22.214.171.124 Studies Based on Space-Time Patterns
Global-scale analyses using space-time detection techniques (Section 126.96.36.199) have robustly identified the influence of anthropogenic forcing on the 20th-century global climate. A number of studies have now extended these analyses to consider sub-global scales. Two approaches have been used; one to assess the extent to which global studies can provide information at sub-global scales, the other to assess the influence of external forcing on the climate in specific regions. Limitations and problems in using smaller spatial scales are discussed at the end of this section.
The approach taken by IDAG (2005) was to compare analyses of full space-time fields with results obtained after removing the globally averaged warming trend, or after removing the annual global mean from each year in the analysis. They find that the detection of anthropogenic climate change is driven by the pattern of the observed warming in space and time, not just by consistent global mean temperature trends between models and observations. These results suggest that greenhouse warming should also be detectable at sub-global scales (see also Barnett et al., 1999). It was also shown by IDAG (2005) that uncertainties increase, as expected, when global mean information, which has a high signal-to-noise ratio, is disregarded (see also North et al., 1995).

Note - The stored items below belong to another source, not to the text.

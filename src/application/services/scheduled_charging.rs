//! Scheduled charging
//!
//! Users book a connector for a local time window. Each tick looks at the
//! booked windows: an upcoming window gets one reminder, a window that has
//! just opened starts a session if the vehicle is plugged in, and a window
//! that has just closed stops the session it started.

use std::sync::Arc;

use chrono::{DateTime, Duration, Utc};
use dashmap::mapref::entry::Entry;
use dashmap::DashMap;
use tracing::{debug, error, info, warn};

use super::session::{SessionCommandFacade, StartOutcome};
use super::stop_reason::{StopReasonStore, SCHEDULER_STOP};
use crate::application::ports::{ConnectorStatus, ReachabilityPort, ScheduleProvider, UserNotifier};
use crate::domain::{ChargingSchedule, ChargingTransaction, DomainResult, RepositoryProvider, TariffClock};

pub const MSG_SCHEDULE_COMPLETED: &str = "Schedule completed successfully.";
pub const MSG_CONNECT_VEHICLE: &str = "Device is online. Please connect the charger to vehicle.";
pub const MSG_JUST_FINISHED: &str = "Device just finished charging. Try again later.";
pub const MSG_CHARGER_OFFLINE: &str = "Device is offline. Please check the charger.";
pub const MSG_STATUS_UNKNOWN: &str = "Device status unknown. Please check the charger.";

const DISPLAY_FORMAT: &str = "%Y-%m-%d %H:%M";

/// How late after a boundary a tick may still act on it.
pub const DEFAULT_TOLERANCE_SECS: i64 = 60;

#[derive(Debug, Clone, Copy, PartialEq, Eq, Hash)]
enum Phase {
    Reminder,
    Start,
    End,
}

/// What a tick did for one schedule.
#[derive(Debug, Clone, PartialEq)]
pub enum ScheduleAction {
    Reminded { id_tag: String },
    Started { charger_id: String, outcome: StartOutcome },
    /// The window opened but the connector was not ready
    StartDeferred {
        charger_id: String,
        status: Option<ConnectorStatus>,
    },
    Stopped { transaction_id: i32, delivered: bool },
    NothingToStop { charger_id: String },
}

pub struct ScheduledChargingService {
    repos: Arc<dyn RepositoryProvider>,
    facade: Arc<SessionCommandFacade>,
    reachability: Arc<dyn ReachabilityPort>,
    notifier: Arc<dyn UserNotifier>,
    stop_reasons: Arc<StopReasonStore>,
    clock: TariffClock,
    tolerance: Duration,
    /// Boundaries already acted on, with the window end for eviction
    fired: DashMap<(ChargingSchedule, Phase), DateTime<Utc>>,
}

impl ScheduledChargingService {
    pub fn new(
        repos: Arc<dyn RepositoryProvider>,
        facade: Arc<SessionCommandFacade>,
        reachability: Arc<dyn ReachabilityPort>,
        notifier: Arc<dyn UserNotifier>,
        stop_reasons: Arc<StopReasonStore>,
        clock: TariffClock,
    ) -> Self {
        Self {
            repos,
            facade,
            reachability,
            notifier,
            stop_reasons,
            clock,
            tolerance: Duration::seconds(DEFAULT_TOLERANCE_SECS),
            fired: DashMap::new(),
        }
    }

    pub fn with_tolerance(mut self, tolerance: Duration) -> Self {
        self.tolerance = tolerance;
        self
    }

    /// Fetch schedules from `provider` and tick. A provider failure skips
    /// this tick.
    pub async fn run_once(&self, provider: &dyn ScheduleProvider, now: DateTime<Utc>) -> Vec<ScheduleAction> {
        match provider.schedules().await {
            Ok(schedules) => self.tick(now, &schedules).await,
            Err(e) => {
                warn!(error = %e, "Schedule fetch failed");
                Vec::new()
            }
        }
    }

    pub async fn tick(&self, now: DateTime<Utc>, schedules: &[ChargingSchedule]) -> Vec<ScheduleAction> {
        let mut actions = Vec::new();

        for schedule in schedules {
            let start = schedule.start_utc(&self.clock);
            let end = schedule.end_utc(&self.clock);
            if end <= start {
                debug!(charger_id = schedule.charger_id.as_str(), "Ignoring empty schedule window");
                continue;
            }

            if now < start && self.first(schedule, Phase::Reminder, end) {
                let message = format!(
                    "You have scheduled from {} to {}",
                    schedule.start.format(DISPLAY_FORMAT),
                    schedule.end.format(DISPLAY_FORMAT)
                );
                self.notifier.notify(&schedule.id_tag, &message).await;
                actions.push(ScheduleAction::Reminded {
                    id_tag: schedule.id_tag.clone(),
                });
            }

            if now >= start && now < start + self.tolerance && now < end && self.first(schedule, Phase::Start, end) {
                actions.push(self.begin(schedule).await);
            }

            if now >= end && now < end + self.tolerance && self.first(schedule, Phase::End, end) {
                actions.push(self.finish(schedule).await);
            }
        }

        let horizon = now - Duration::days(1);
        self.fired.retain(|_, window_end| *window_end > horizon);
        actions
    }

    fn first(&self, schedule: &ChargingSchedule, phase: Phase, window_end: DateTime<Utc>) -> bool {
        match self.fired.entry((schedule.clone(), phase)) {
            Entry::Occupied(_) => false,
            Entry::Vacant(slot) => {
                slot.insert(window_end);
                true
            }
        }
    }

    async fn begin(&self, schedule: &ChargingSchedule) -> ScheduleAction {
        let status = self
            .reachability
            .connector_status(&schedule.charger_id, schedule.connector_id)
            .await;

        let message = match status {
            Some(ConnectorStatus::Preparing) => {
                info!(
                    charger_id = schedule.charger_id.as_str(),
                    connector_id = schedule.connector_id,
                    id_tag = schedule.id_tag.as_str(),
                    "Schedule window opened, starting session"
                );
                let outcome = self
                    .facade
                    .start_session(&schedule.charger_id, schedule.connector_id, &schedule.id_tag)
                    .await;
                return ScheduleAction::Started {
                    charger_id: schedule.charger_id.clone(),
                    outcome,
                };
            }
            Some(ConnectorStatus::Available) => MSG_CONNECT_VEHICLE,
            Some(ConnectorStatus::Finishing) => MSG_JUST_FINISHED,
            Some(ConnectorStatus::Unavailable) => MSG_CHARGER_OFFLINE,
            _ => MSG_STATUS_UNKNOWN,
        };

        self.notifier.notify(&schedule.id_tag, message).await;
        ScheduleAction::StartDeferred {
            charger_id: schedule.charger_id.clone(),
            status,
        }
    }

    async fn finish(&self, schedule: &ChargingSchedule) -> ScheduleAction {
        let tx = match self.latest_open(schedule).await {
            Ok(Some(tx)) => tx,
            Ok(None) => {
                debug!(charger_id = schedule.charger_id.as_str(), "Schedule ended with nothing charging");
                return ScheduleAction::NothingToStop {
                    charger_id: schedule.charger_id.clone(),
                };
            }
            Err(e) => {
                error!(charger_id = schedule.charger_id.as_str(), error = %e, "Open transaction lookup failed");
                return ScheduleAction::NothingToStop {
                    charger_id: schedule.charger_id.clone(),
                };
            }
        };

        self.stop_reasons.put(tx.id, SCHEDULER_STOP);
        let delivered = self
            .facade
            .stop_session(&tx.connector.charge_box_id, tx.connector.connector_id, tx.id)
            .await
            .is_ok();
        if delivered {
            self.notifier.notify(&schedule.id_tag, MSG_SCHEDULE_COMPLETED).await;
        } else {
            self.stop_reasons.take(tx.id);
        }
        ScheduleAction::Stopped {
            transaction_id: tx.id,
            delivered,
        }
    }

    async fn latest_open(&self, schedule: &ChargingSchedule) -> DomainResult<Option<ChargingTransaction>> {
        let open = self
            .repos
            .transactions()
            .find_open_by_id_tag(&schedule.id_tag)
            .await?;
        Ok(open
            .into_iter()
            .filter(|tx| tx.connector.charge_box_id == schedule.charger_id)
            .max_by_key(|tx| tx.started_at))
    }
}

#[cfg(test)]
mod tests {
    use super::*;
    use crate::application::ports::CommandStatus;
    use crate::application::services::testing::{FakeReachability, RecordingCommands, RecordingNotifier};
    use crate::domain::ConnectorRef;
    use crate::infrastructure::storage::InMemoryStorage;
    use chrono::{NaiveDate, TimeZone};

    struct Harness {
        service: ScheduledChargingService,
        storage: Arc<InMemoryStorage>,
        commands: Arc<RecordingCommands>,
        notifier: Arc<RecordingNotifier>,
        reasons: Arc<StopReasonStore>,
    }

    fn harness(reachability: FakeReachability) -> Harness {
        let storage = Arc::new(InMemoryStorage::new());
        let commands = Arc::new(RecordingCommands::default());
        let notifier = Arc::new(RecordingNotifier::default());
        let reasons = Arc::new(StopReasonStore::new());
        let reachability = Arc::new(reachability);
        let facade = Arc::new(SessionCommandFacade::new(
            commands.clone(),
            reachability.clone(),
            notifier.clone(),
        ));
        let service = ScheduledChargingService::new(
            storage.clone(),
            facade,
            reachability,
            notifier.clone(),
            reasons.clone(),
            TariffClock::from_offset_minutes(330),
        );
        Harness {
            service,
            storage,
            commands,
            notifier,
            reasons,
        }
    }

    /// 22:00–23:00 IST on 1 May 2024, i.e. 16:30–17:30 UTC.
    fn schedule() -> ChargingSchedule {
        let day = NaiveDate::from_ymd_opt(2024, 5, 1).unwrap();
        ChargingSchedule {
            charger_id: "CP001".into(),
            connector_id: 1,
            id_tag: "TAG".into(),
            start: day.and_hms_opt(22, 0, 0).unwrap(),
            end: day.and_hms_opt(23, 0, 0).unwrap(),
        }
    }

    fn utc(h: u32, m: u32, s: u32) -> DateTime<Utc> {
        Utc.with_ymd_and_hms(2024, 5, 1, h, m, s).unwrap()
    }

    fn ready() -> FakeReachability {
        FakeReachability::default().accepted("CP001").online("CP001")
    }

    #[tokio::test]
    async fn upcoming_window_is_reminded_once() {
        let h = harness(ready());
        h.service.tick(utc(15, 0, 0), &[schedule()]).await;
        h.service.tick(utc(15, 0, 1), &[schedule()]).await;

        assert_eq!(
            h.notifier.messages(),
            vec![("TAG".to_string(), "You have scheduled from 2024-05-01 22:00 to 2024-05-01 23:00".to_string())]
        );
    }

    #[tokio::test]
    async fn preparing_connector_starts_at_window_open() {
        let h = harness(ready().with_connector("CP001", 1, ConnectorStatus::Preparing));

        let actions = h.service.tick(utc(16, 30, 1), &[schedule()]).await;
        let again = h.service.tick(utc(16, 30, 2), &[schedule()]).await;

        assert_eq!(
            actions,
            vec![ScheduleAction::Started {
                charger_id: "CP001".into(),
                outcome: StartOutcome::Dispatched(CommandStatus::Accepted),
            }]
        );
        assert!(again.is_empty());
        assert_eq!(h.commands.starts().len(), 1);
    }

    #[tokio::test]
    async fn unready_connector_gets_status_message() {
        let cases = [
            (Some(ConnectorStatus::Available), MSG_CONNECT_VEHICLE),
            (Some(ConnectorStatus::Finishing), MSG_JUST_FINISHED),
            (Some(ConnectorStatus::Unavailable), MSG_CHARGER_OFFLINE),
            (Some(ConnectorStatus::Faulted), MSG_STATUS_UNKNOWN),
            (None, MSG_STATUS_UNKNOWN),
        ];
        for (status, expected) in cases {
            let reach = match status {
                Some(s) => ready().with_connector("CP001", 1, s),
                None => ready(),
            };
            let h = harness(reach);

            let actions = h.service.tick(utc(16, 30, 5), &[schedule()]).await;

            assert_eq!(
                actions,
                vec![ScheduleAction::StartDeferred {
                    charger_id: "CP001".into(),
                    status,
                }]
            );
            assert_eq!(h.notifier.messages(), vec![("TAG".to_string(), expected.to_string())]);
            assert!(h.commands.starts().is_empty());
        }
    }

    #[tokio::test]
    async fn missed_window_open_does_nothing() {
        let h = harness(ready().with_connector("CP001", 1, ConnectorStatus::Preparing));
        let actions = h.service.tick(utc(16, 45, 0), &[schedule()]).await;
        assert!(actions.is_empty());
    }

    #[tokio::test]
    async fn window_close_stops_latest_open_transaction() {
        let h = harness(ready());
        let conn = ConnectorRef::new("CP001", 1);
        for (id, started) in [(1, utc(16, 31, 0)), (2, utc(16, 40, 0))] {
            h.storage
                .transactions()
                .save(ChargingTransaction::new(id, conn.clone(), "TAG", started))
                .await
                .unwrap();
        }
        h.storage
            .transactions()
            .save(ChargingTransaction::new(3, ConnectorRef::new("CP002", 1), "TAG", utc(16, 50, 0)))
            .await
            .unwrap();

        let actions = h.service.tick(utc(17, 30, 10), &[schedule()]).await;

        assert_eq!(actions, vec![ScheduleAction::Stopped { transaction_id: 2, delivered: true }]);
        assert_eq!(h.commands.stops(), vec![("CP001".to_string(), 2)]);
        assert_eq!(h.reasons.take(2).as_deref(), Some(SCHEDULER_STOP));
        assert_eq!(h.notifier.messages(), vec![("TAG".to_string(), MSG_SCHEDULE_COMPLETED.to_string())]);
    }

    #[tokio::test]
    async fn failed_schedule_stop_drops_reason() {
        let h = harness(ready());
        h.storage
            .transactions()
            .save(ChargingTransaction::new(1, ConnectorRef::new("CP001", 1), "TAG", utc(16, 31, 0)))
            .await
            .unwrap();
        h.commands.fail_stops();

        let actions = h.service.tick(utc(17, 30, 0), &[schedule()]).await;

        assert_eq!(actions, vec![ScheduleAction::Stopped { transaction_id: 1, delivered: false }]);
        assert!(!h.reasons.contains(1));
        assert!(h.notifier.messages().is_empty());
    }

    #[tokio::test]
    async fn window_close_without_session() {
        let h = harness(ready());
        let actions = h.service.tick(utc(17, 30, 0), &[schedule()]).await;
        assert_eq!(actions, vec![ScheduleAction::NothingToStop { charger_id: "CP001".into() }]);
    }
}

Another approach for assessing the regional influence of external forcing is to apply detection and attribution analyses to observations in specific continental- or sub-continental scale regions. A number of studies using a range of models and examining various continental- or sub-continental scale land areas find a detectable human influence on 20th-century temperature changes, either by considering the 100-year period from 1900 or the 50-year period from 1950. Stott (2003) detects the warming effects of increasing greenhouse gas concentrations in six continental-scale regions over the 1900 to 2000 period, using HadCM3 simulations. In most regions, he finds that cooling from sulphate aerosols counteracts some of the greenhouse warming. However, the separate detection of a sulphate aerosol signal in regional analyses remains difficult because of lower signal-to-noise ratios, loss of large-scale spatial features of response such as hemispheric asymmetry that help to distinguish different signals, and greater modelling and forcing uncertainty at smaller scales. Zwiers and Zhang (2003) also detect human influence using two models (CGCM1 and CGCM2; see Table 8.1, McAvaney et al., 2001) over the 1950 to 2000 period in a series of nested regions, beginning with the full global domain and descending to separate continental domains for North America and Eurasia. Zhang et al. (2006) update this study using additional models (HadCM2 and HadCM3). They find evidence that climates in both continental domains have been influenced by anthropogenic emissions during 1950 to 2000, and generally also in the sub-continental domains (Figure 9.11). This finding is robust to the exclusion of NAO/Arctic Oscillation (AO) related variability, which is associated with part of the warming in Central Asia and could itself be related to anthropogenic forcing (Section 9.5.3). As the spatial scales considered become smaller, the uncertainty in estimated signal amplitudes (as demonstrated by the size of the vertical bars in Figure 9.11) becomes larger, reducing the signal-to-noise ratio (see also Stott and Tett, 1998). The signal-to-noise ratio, however, also depends on the strength of the climate change and the local level of natural variability, and therefore differs between regions. Most of the results noted above hold even if the estimate of internal climate variability from the control simulation is doubled.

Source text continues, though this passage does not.